PROBLEM TO WORK ON => Print, in exact form, the lines below from the one containing "OK**: Store reachable" through the one containing "let storage = check_storage(&state).await;", and omit all others.

RECORDS SHOWN =>

□ □ □

//! HTTP request handlers for API endpoints.

pub mod health;
pub mod redirect;
pub mod shorten;

pub use health::health_handler;
pub use redirect::redirect_handler;
pub use shorten::shorten_handler;
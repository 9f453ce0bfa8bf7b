//! Error types for the store boundary and the HTTP boundary.
//!
//! [`StoreError`] is what repositories return. Services translate it into
//! [`AppError`], which renders as `{"error": "..."}` with the matching status.
//! Server-side failures are logged with their full context and reach the
//! client only as `"Server error"`.

use axum::{
    Json,
    http::StatusCode,
    response::{IntoResponse, Response},
};
use serde::Serialize;
use std::time::Duration;

/// Failures reported by a [`crate::domain::repositories::ShortUrlRepository`].
#[derive(Debug, thiserror::Error)]
pub enum StoreError {
    /// The short code is already taken.
    #[error("short code already exists: {0}")]
    DuplicateKey(String),

    /// The record to update does not exist.
    #[error("record not found: {0}")]
    NotFound(String),

    /// Connection loss or any other backend fault.
    #[error("storage backend unavailable: {0}")]
    Unavailable(String),

    /// The backend did not answer within the configured timeout.
    #[error("storage operation timed out after {0:?}")]
    Timeout(Duration),
}

#[derive(Serialize)]
struct ErrorBody {
    error: String,
}

/// Errors surfaced by the application services and HTTP handlers.
#[derive(Debug, thiserror::Error)]
pub enum AppError {
    /// The long URL failed validation.
    #[error("Invalid URL")]
    InvalidUrl,

    /// The request could not be interpreted.
    #[error("{0}")]
    BadRequest(String),

    /// No record exists for the short code.
    #[error("Short URL not found")]
    NotFound,

    /// Every generated code collided with an existing one.
    #[error("failed to generate a unique short code after {attempts} attempts")]
    CodeGenerationExhausted { attempts: usize },

    /// Unexpected server-side failure outside the store.
    #[error("internal error: {0}")]
    Internal(String),

    /// The store failed or timed out.
    #[error("storage unavailable during {operation} (key: {key}): {source}")]
    StorageUnavailable {
        operation: &'static str,
        key: String,
        #[source]
        source: StoreError,
    },
}

impl AppError {
    pub fn bad_request(message: impl Into<String>) -> Self {
        Self::BadRequest(message.into())
    }

    pub fn internal(message: impl Into<String>) -> Self {
        Self::Internal(message.into())
    }

    /// Wraps a store failure with the operation and key that triggered it.
    pub fn storage(operation: &'static str, key: impl Into<String>, source: StoreError) -> Self {
        Self::StorageUnavailable {
            operation,
            key: key.into(),
            source,
        }
    }

    pub fn status_code(&self) -> StatusCode {
        match self {
            AppError::InvalidUrl | AppError::BadRequest(_) => StatusCode::BAD_REQUEST,
            AppError::NotFound => StatusCode::NOT_FOUND,
            AppError::CodeGenerationExhausted { .. }
            | AppError::Internal(_)
            | AppError::StorageUnavailable { .. } => StatusCode::INTERNAL_SERVER_ERROR,
        }
    }

    /// Message safe to show to the client.
    pub fn client_message(&self) -> String {
        if self.status_code().is_server_error() {
            "Server error".to_string()
        } else {
            self.to_string()
        }
    }
}

impl IntoResponse for AppError {
    fn into_response(self) -> Response {
        let status = self.status_code();

        if status.is_server_error() {
            tracing::error!(error = %self, "Request failed");
        }

        let body = ErrorBody {
            error: self.client_message(),
        };

        (status, Json(body)).into_response()
    }
}
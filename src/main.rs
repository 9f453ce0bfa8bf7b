use anyhow::Result;
use tracing_subscriber::EnvFilter;
use url_shortener::config::{self, Config};
use url_shortener::server;

#[tokio::main]
async fn main() -> Result<()> {
    dotenvy::dotenv().ok();

    let config = config::load_from_env()?;
    init_tracing(&config);
    config.print_summary();

    server::run(config).await
}

/// Installs the global subscriber; `RUST_LOG` wins over the configured level.
fn init_tracing(config: &Config) {
    let filter = EnvFilter::try_from_default_env()
        .unwrap_or_else(|_| EnvFilter::new(config.log_level.as_str()));

    let builder = tracing_subscriber::fmt().with_env_filter(filter);

    if config.log_format == "json" {
        builder.json().with_current_span(true).init();
    } else {
        builder.init();
    }
}
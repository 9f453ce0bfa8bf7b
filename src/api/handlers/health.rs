//! Handler for health check endpoint.

use axum::{Json, extract::State, http::StatusCode};

use crate::api::dto::health::{CheckStatus, HealthChecks, HealthResponse};
use crate::domain::repositories::ShortUrlRepository;
use crate::state::AppState;

/// Returns service health status with component checks.
///
/// # Endpoint
///
/// `GET /health`
///
/// # Response Codes
///
/// - **200 OK**: Store reachable
/// - **503 Service Unavailable**: Store ping failed or timed out
///
/// # Response
///
/// ```json
/// {
///   "status": "healthy",
///   "version": "0.1.0",
///   "checks": {
///     "storage": { "status": "ok", "message": "Connected" }
///   }
/// }
/// ```
pub async fn health_handler(
    State(state): State<AppState>,
) -> Result<Json<HealthResponse>, (StatusCode, Json<HealthResponse>)> {
    let storage = check_storage(&state).await;
    let healthy = storage.is_ok();

    let response = HealthResponse {
        status: if healthy { "healthy" } else { "degraded" }.to_string(),
        version: env!("CARGO_PKG_VERSION").to_string(),
        checks: HealthChecks { storage },
    };

    if healthy {
        Ok(Json(response))
    } else {
        Err((StatusCode::SERVICE_UNAVAILABLE, Json(response)))
    }
}

async fn check_storage(state: &AppState) -> CheckStatus {
    match state.repository.ping().await {
        Ok(()) => CheckStatus::ok("Connected"),
        Err(e) => {
            tracing::warn!("Health check failed: {}", e);
            CheckStatus::error("Storage unavailable")
        }
    }
}
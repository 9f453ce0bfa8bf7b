//! REST API layer for HTTP request/response handling.
//!
//! # Modules
//!
//! - [`dto`] - Data Transfer Objects for request/response serialization
//! - [`handlers`] - HTTP request handlers
//! - [`middleware`] - Request processing middleware
//! - [`routes`] - Route configuration and composition

pub mod dto;
pub mod handlers;
pub mod middleware;
pub mod routes;
//! HTTP server initialization and runtime setup.
//!
//! Handles the store lifecycle (open, migrate, close) and the Axum server
//! with graceful shutdown.

use crate::config::Config;
use crate::domain::repositories::ShortUrlRepository;
use crate::infrastructure::persistence::{InMemoryShortUrlRepository, PgShortUrlRepository};
use crate::routes::app_router;
use crate::state::AppState;

use anyhow::{Context, Result, bail};
use axum::ServiceExt;
use axum::extract::Request;
use sqlx::PgPool;
use sqlx::postgres::PgPoolOptions;
use std::net::SocketAddr;
use std::sync::Arc;
use std::time::Duration;

/// An opened record store and the resources behind it.
pub struct Store {
    repository: Arc<dyn ShortUrlRepository>,
    pool: Option<PgPool>,
}

impl Store {
    /// Store kept in process memory; nothing survives a restart.
    pub fn in_memory() -> Self {
        Self {
            repository: Arc::new(InMemoryShortUrlRepository::new()),
            pool: None,
        }
    }

    /// Store backed by a PostgreSQL pool, with a per-query timeout.
    pub fn postgres(pool: PgPool, query_timeout: Duration) -> Self {
        let repository = PgShortUrlRepository::with_timeout(Arc::new(pool.clone()), query_timeout);

        Self {
            repository: Arc::new(repository),
            pool: Some(pool),
        }
    }

    /// Shared repository handle for services.
    pub fn repository(&self) -> Arc<dyn ShortUrlRepository> {
        self.repository.clone()
    }

    /// Applies pending migrations and returns how many were applied.
    ///
    /// # Errors
    ///
    /// Fails for the in-memory store, which has no schema, and when a
    /// migration cannot be applied.
    pub async fn migrate(&self) -> Result<usize> {
        let Some(pool) = &self.pool else {
            bail!("The in-memory store has no migrations");
        };

        let before = applied_migrations(pool).await?;
        sqlx::migrate!("./migrations")
            .run(pool)
            .await
            .context("Failed to run migrations")?;
        let after = applied_migrations(pool).await?;

        Ok(usize::try_from(after - before).unwrap_or_default())
    }

    /// Closes the connection pool, waiting for checked-out connections.
    pub async fn close(self) {
        if let Some(pool) = self.pool {
            pool.close().await;
            tracing::info!("Database pool closed");
        }
    }
}

async fn applied_migrations(pool: &PgPool) -> Result<i64> {
    let (exists,): (bool,) =
        sqlx::query_as("SELECT to_regclass('_sqlx_migrations') IS NOT NULL")
            .fetch_one(pool)
            .await
            .context("Failed to inspect migrations table")?;

    if !exists {
        return Ok(0);
    }

    let (count,): (i64,) = sqlx::query_as("SELECT COUNT(*) FROM _sqlx_migrations WHERE success")
        .fetch_one(pool)
        .await
        .context("Failed to count applied migrations")?;

    Ok(count)
}

/// Connects the store selected by `config.database_url` without touching
/// the schema.
///
/// # Errors
///
/// Returns an error if the database is unreachable.
pub async fn connect_store(config: &Config) -> Result<Store> {
    if config.is_in_memory() {
        tracing::warn!("Using in-memory store; records are lost on restart");
        return Ok(Store::in_memory());
    }

    let pool = PgPoolOptions::new()
        .max_connections(config.db_max_connections)
        .acquire_timeout(Duration::from_secs(config.db_connect_timeout))
        .idle_timeout(Duration::from_secs(config.db_idle_timeout))
        .max_lifetime(Duration::from_secs(config.db_max_lifetime))
        .connect(&config.database_url)
        .await
        .context("Failed to connect to database")?;
    tracing::info!("Connected to database");

    Ok(Store::postgres(pool, config.storage_timeout()))
}

/// Opens the store selected by `config.database_url`.
///
/// For PostgreSQL this connects the pool and applies pending migrations.
///
/// # Errors
///
/// Returns an error if the database is unreachable or a migration fails.
pub async fn open_store(config: &Config) -> Result<Store> {
    let store = connect_store(config).await?;

    if !config.is_in_memory() {
        let applied = store.migrate().await?;
        tracing::info!(applied, "Migrations applied");
    }

    Ok(store)
}

/// Runs the HTTP server with the given configuration.
///
/// Initializes:
/// - The record store (PostgreSQL pool + migrations, or in-memory)
/// - Application services
/// - Axum HTTP server, stopped by SIGINT / SIGTERM
///
/// The store is closed after in-flight requests finish.
///
/// # Errors
///
/// Returns an error if:
/// - Database connection fails
/// - Server bind fails
/// - Server runtime error occurs
pub async fn run(config: Config) -> Result<()> {
    let store = open_store(&config).await?;

    let state = AppState::new(
        store.repository(),
        config.code_max_attempts,
        config.base_url.clone(),
    );

    let app = app_router(state);

    let addr: SocketAddr = config
        .listen_addr
        .parse()
        .with_context(|| format!("Invalid listen address '{}'", config.listen_addr))?;
    let listener = tokio::net::TcpListener::bind(addr)
        .await
        .with_context(|| format!("Failed to bind {addr}"))?;
    tracing::info!("Listening on http://{addr}");

    let served = axum::serve(listener, ServiceExt::<Request>::into_make_service(app))
        .with_graceful_shutdown(shutdown_signal())
        .await;

    store.close().await;
    served?;

    tracing::info!("Server stopped");
    Ok(())
}

/// Resolves when the process receives Ctrl+C or, on Unix, SIGTERM.
async fn shutdown_signal() {
    let ctrl_c = async {
        if let Err(e) = tokio::signal::ctrl_c().await {
            tracing::error!("Failed to listen for Ctrl+C: {}", e);
            std::future::pending::<()>().await;
        }
    };

    #[cfg(unix)]
    let terminate = async {
        match tokio::signal::unix::signal(tokio::signal::unix::SignalKind::terminate()) {
            Ok(mut signal) => {
                signal.recv().await;
            }
            Err(e) => {
                tracing::error!("Failed to listen for SIGTERM: {}", e);
                std::future::pending::<()>().await;
            }
        }
    };

    #[cfg(not(unix))]
    let terminate = std::future::pending::<()>();

    tokio::select! {
        _ = ctrl_c => {},
        _ = terminate => {},
    }

    tracing::info!("Shutdown signal received");
}
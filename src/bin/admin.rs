//! CLI administration tool for url-shortener.
//!
//! Performs store maintenance and link operations without going through the
//! HTTP API.
//!
//! # Usage
//!
//! ```bash
//! # Check database connection
//! cargo run --bin admin -- db check
//!
//! # Apply pending migrations
//! cargo run --bin admin -- db migrate
//!
//! # Shorten a URL
//! cargo run --bin admin -- shorten "https://example.com/a?b=1"
//!
//! # Show a record with its click count
//! cargo run --bin admin -- show aB3xY9
//! ```
//!
//! # Environment Variables
//!
//! Same as the server: `DATABASE_URL` (or `DB_*` components), `BASE_URL`,
//! `STORAGE_TIMEOUT_SECS`, `CODE_MAX_ATTEMPTS`.

use url_shortener::application::services::{RedirectService, ShortenService};
use url_shortener::config::{self, Config};
use url_shortener::domain::repositories::ShortUrlRepository;
use url_shortener::error::AppError;
use url_shortener::server::{Store, connect_store, open_store};
use url_shortener::utils::code_generator::RandomCodeGenerator;

use anyhow::Result;
use clap::{Parser, Subcommand};
use colored::*;
use std::sync::Arc;

/// CLI tool for managing url-shortener.
#[derive(Parser)]
#[command(name = "admin")]
#[command(author, version, about, long_about = None)]
struct Cli {
    #[command(subcommand)]
    command: Commands,
}

/// Top-level commands.
#[derive(Subcommand)]
enum Commands {
    /// Database operations
    Db {
        #[command(subcommand)]
        action: DbAction,
    },

    /// Shorten a URL (returns the existing code if already stored)
    Shorten {
        /// The long URL to shorten
        url: String,
    },

    /// Show the record behind a short code
    Show {
        /// Short code to look up
        code: String,
    },
}

/// Database operation subcommands.
#[derive(Subcommand)]
enum DbAction {
    /// Check database connection
    Check,

    /// Apply pending migrations
    Migrate,
}

#[tokio::main]
async fn main() -> Result<()> {
    dotenvy::dotenv().ok();

    let cli = Cli::parse();
    let config = config::load_from_env()?;

    // Database commands manage the schema themselves.
    let store = match cli.command {
        Commands::Db { .. } => connect_store(&config).await?,
        _ => open_store(&config).await?,
    };

    let outcome = match cli.command {
        Commands::Db { action } => handle_db_action(action, &store).await,
        Commands::Shorten { url } => handle_shorten(&config, &store, &url).await,
        Commands::Show { code } => handle_show(&store, &code).await,
    };

    store.close().await;
    outcome
}

/// Dispatches database commands.
async fn handle_db_action(action: DbAction, store: &Store) -> Result<()> {
    match action {
        DbAction::Check => {
            println!("{}", "🔍 Checking database connection...".bright_blue());
            store
                .repository()
                .ping()
                .await
                .map_err(|e| anyhow::anyhow!("Database check failed: {}", e))?;
            println!("{}", "✅ Database connection OK".green().bold());
        }
        DbAction::Migrate => {
            println!("{}", "📦 Applying migrations...".bright_blue());
            let applied = store.migrate().await?;
            if applied == 0 {
                println!("{}", "✅ Migrations are up to date".green().bold());
            } else {
                println!(
                    "{}",
                    format!("✅ Applied {applied} migration(s)").green().bold()
                );
            }
        }
    }

    Ok(())
}

/// Shortens a URL and prints the resulting short link.
async fn handle_shorten(config: &Config, store: &Store, url: &str) -> Result<()> {
    let service = ShortenService::with_generator(
        store.repository(),
        Arc::new(RandomCodeGenerator),
        config.code_max_attempts,
    );

    match service.shorten(url).await {
        Ok(record) => {
            println!("{}", "✂️  Short URL".bright_blue().bold());
            println!();
            println!("  Code:     {}", record.short_code.bright_yellow().bold());
            println!("  Long URL: {}", record.long_url.cyan());
            if let Some(ref base_url) = config.base_url {
                println!(
                    "  Link:     {}",
                    ShortenService::short_url(base_url, &record.short_code).bright_white()
                );
            }
            println!();
            Ok(())
        }
        Err(AppError::InvalidUrl) => {
            println!("{}", format!("❌ Invalid URL: {url}").red());
            anyhow::bail!("invalid URL")
        }
        Err(e) => Err(e.into()),
    }
}

/// Prints a record without counting a click.
async fn handle_show(store: &Store, code: &str) -> Result<()> {
    let service = RedirectService::new(store.repository());

    match service.lookup(code).await {
        Ok(record) => {
            println!("{}", "🔗 Short URL record".bright_blue().bold());
            println!();
            println!("  ID:       {}", record.id.to_string().bright_black());
            println!("  Code:     {}", record.short_code.bright_yellow().bold());
            println!("  Long URL: {}", record.long_url.cyan());
            println!("  Clicks:   {}", record.clicks.to_string().bright_white());
            println!(
                "  Created:  {}",
                record.created_at.format("%Y-%m-%d %H:%M:%S UTC")
            );
            println!();
            Ok(())
        }
        Err(AppError::NotFound) => {
            println!("{}", format!("⚠️  No record for code '{code}'").yellow());
            Ok(())
        }
        Err(e) => Err(e.into()),
    }
}
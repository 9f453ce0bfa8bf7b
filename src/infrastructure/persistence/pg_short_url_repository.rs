//! PostgreSQL implementation of the short URL repository.

use async_trait::async_trait;
use chrono::{DateTime, Utc};
use sqlx::PgPool;
use std::future::Future;
use std::sync::Arc;
use std::time::Duration;

use crate::domain::entities::{NewShortUrl, ShortUrlRecord};
use crate::domain::repositories::ShortUrlRepository;
use crate::error::StoreError;
use crate::utils::db_error::{map_insert_error, map_sqlx_error};

/// Upper bound for a single query unless configured otherwise.
pub const DEFAULT_QUERY_TIMEOUT: Duration = Duration::from_secs(5);

#[derive(sqlx::FromRow)]
struct ShortUrlRow {
    id: i64,
    long_url: String,
    short_code: String,
    clicks: i64,
    created_at: DateTime<Utc>,
}

impl From<ShortUrlRow> for ShortUrlRecord {
    fn from(row: ShortUrlRow) -> Self {
        ShortUrlRecord::new(row.id, row.long_url, row.short_code, row.clicks, row.created_at)
    }
}

/// PostgreSQL repository for short URL records.
///
/// Every query runs under a timeout; an expired timeout is reported as
/// [`StoreError::Timeout`]. Each statement is atomic, but one that timed out
/// may still have been applied by the server.
pub struct PgShortUrlRepository {
    pool: Arc<PgPool>,
    query_timeout: Duration,
}

impl PgShortUrlRepository {
    /// Creates a new repository with a database connection pool.
    pub fn new(pool: Arc<PgPool>) -> Self {
        Self::with_timeout(pool, DEFAULT_QUERY_TIMEOUT)
    }

    /// Creates a repository with an explicit per-query timeout.
    pub fn with_timeout(pool: Arc<PgPool>, query_timeout: Duration) -> Self {
        Self {
            pool,
            query_timeout,
        }
    }

    async fn bounded<T, F>(&self, query: F) -> Result<T, StoreError>
    where
        F: Future<Output = Result<T, sqlx::Error>>,
    {
        match tokio::time::timeout(self.query_timeout, query).await {
            Ok(result) => result.map_err(map_sqlx_error),
            Err(_) => Err(StoreError::Timeout(self.query_timeout)),
        }
    }
}

#[async_trait]
impl ShortUrlRepository for PgShortUrlRepository {
    async fn find_by_long_url(&self, long_url: &str) -> Result<Option<ShortUrlRecord>, StoreError> {
        let row = self
            .bounded(
                sqlx::query_as::<_, ShortUrlRow>(
                    r#"
                    SELECT id, long_url, short_code, clicks, created_at
                    FROM short_urls
                    WHERE md5(long_url) = md5($1) AND long_url = $1
                    ORDER BY id
                    LIMIT 1
                    "#,
                )
                .bind(long_url)
                .fetch_optional(self.pool.as_ref()),
            )
            .await?;

        Ok(row.map(ShortUrlRecord::from))
    }

    async fn find_by_short_code(
        &self,
        short_code: &str,
    ) -> Result<Option<ShortUrlRecord>, StoreError> {
        let row = self
            .bounded(
                sqlx::query_as::<_, ShortUrlRow>(
                    r#"
                    SELECT id, long_url, short_code, clicks, created_at
                    FROM short_urls
                    WHERE short_code = $1
                    "#,
                )
                .bind(short_code)
                .fetch_optional(self.pool.as_ref()),
            )
            .await?;

        Ok(row.map(ShortUrlRecord::from))
    }

    async fn insert(&self, new_record: NewShortUrl) -> Result<ShortUrlRecord, StoreError> {
        let query = sqlx::query_as::<_, ShortUrlRow>(
            r#"
            INSERT INTO short_urls (long_url, short_code)
            VALUES ($1, $2)
            RETURNING id, long_url, short_code, clicks, created_at
            "#,
        )
        .bind(&new_record.long_url)
        .bind(&new_record.short_code)
        .fetch_one(self.pool.as_ref());

        match tokio::time::timeout(self.query_timeout, query).await {
            Ok(Ok(row)) => Ok(row.into()),
            Ok(Err(e)) => Err(map_insert_error(e, &new_record.short_code)),
            Err(_) => Err(StoreError::Timeout(self.query_timeout)),
        }
    }

    async fn increment_clicks(&self, record: &ShortUrlRecord) -> Result<ShortUrlRecord, StoreError> {
        let row = self
            .bounded(
                sqlx::query_as::<_, ShortUrlRow>(
                    r#"
                    UPDATE short_urls
                    SET clicks = clicks + 1
                    WHERE short_code = $1
                    RETURNING id, long_url, short_code, clicks, created_at
                    "#,
                )
                .bind(&record.short_code)
                .fetch_optional(self.pool.as_ref()),
            )
            .await?;

        row.map(ShortUrlRecord::from)
            .ok_or_else(|| StoreError::NotFound(record.short_code.clone()))
    }

    async fn ping(&self) -> Result<(), StoreError> {
        self.bounded(sqlx::query("SELECT 1").execute(self.pool.as_ref()))
            .await
            .map(|_| ())
    }
}
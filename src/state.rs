//! Shared application state injected into every handler.

use std::sync::Arc;

use crate::application::services::{RedirectService, ShortenService};
use crate::domain::repositories::ShortUrlRepository;
use crate::utils::code_generator::RandomCodeGenerator;

/// Handles to the services built around one store instance.
#[derive(Clone)]
pub struct AppState {
    pub shorten_service: Arc<ShortenService>,
    pub redirect_service: Arc<RedirectService>,
    /// Store handle used for health checks.
    pub repository: Arc<dyn ShortUrlRepository>,
    /// Public base for returned short URLs; the request host is used when unset.
    pub base_url: Option<String>,
}

impl AppState {
    /// Builds services on top of `repository`.
    pub fn new(
        repository: Arc<dyn ShortUrlRepository>,
        max_code_attempts: usize,
        base_url: Option<String>,
    ) -> Self {
        let shorten_service = Arc::new(ShortenService::with_generator(
            repository.clone(),
            Arc::new(RandomCodeGenerator),
            max_code_attempts,
        ));
        let redirect_service = Arc::new(RedirectService::new(repository.clone()));

        Self {
            shorten_service,
            redirect_service,
            repository,
            base_url,
        }
    }
}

□ □ □

WRITTEN RESPONSE =>
/// - **200 OK**: Store reachable
/// - **503 Service Unavailable**: Store ping failed or timed out
///
/// # Response
///
/// ```json
/// {
///   "status": "healthy",
///   "version": "0.1.0",
///   "checks": {
///     "storage": { "status": "ok", "message": "Connected" }
///   }
/// }
/// ```
pub async fn health_handler(
    State(state): State<AppState>,
) -> Result<Json<HealthResponse>, (StatusCode, Json<HealthResponse>)> {
    let storage = check_storage(&state).await;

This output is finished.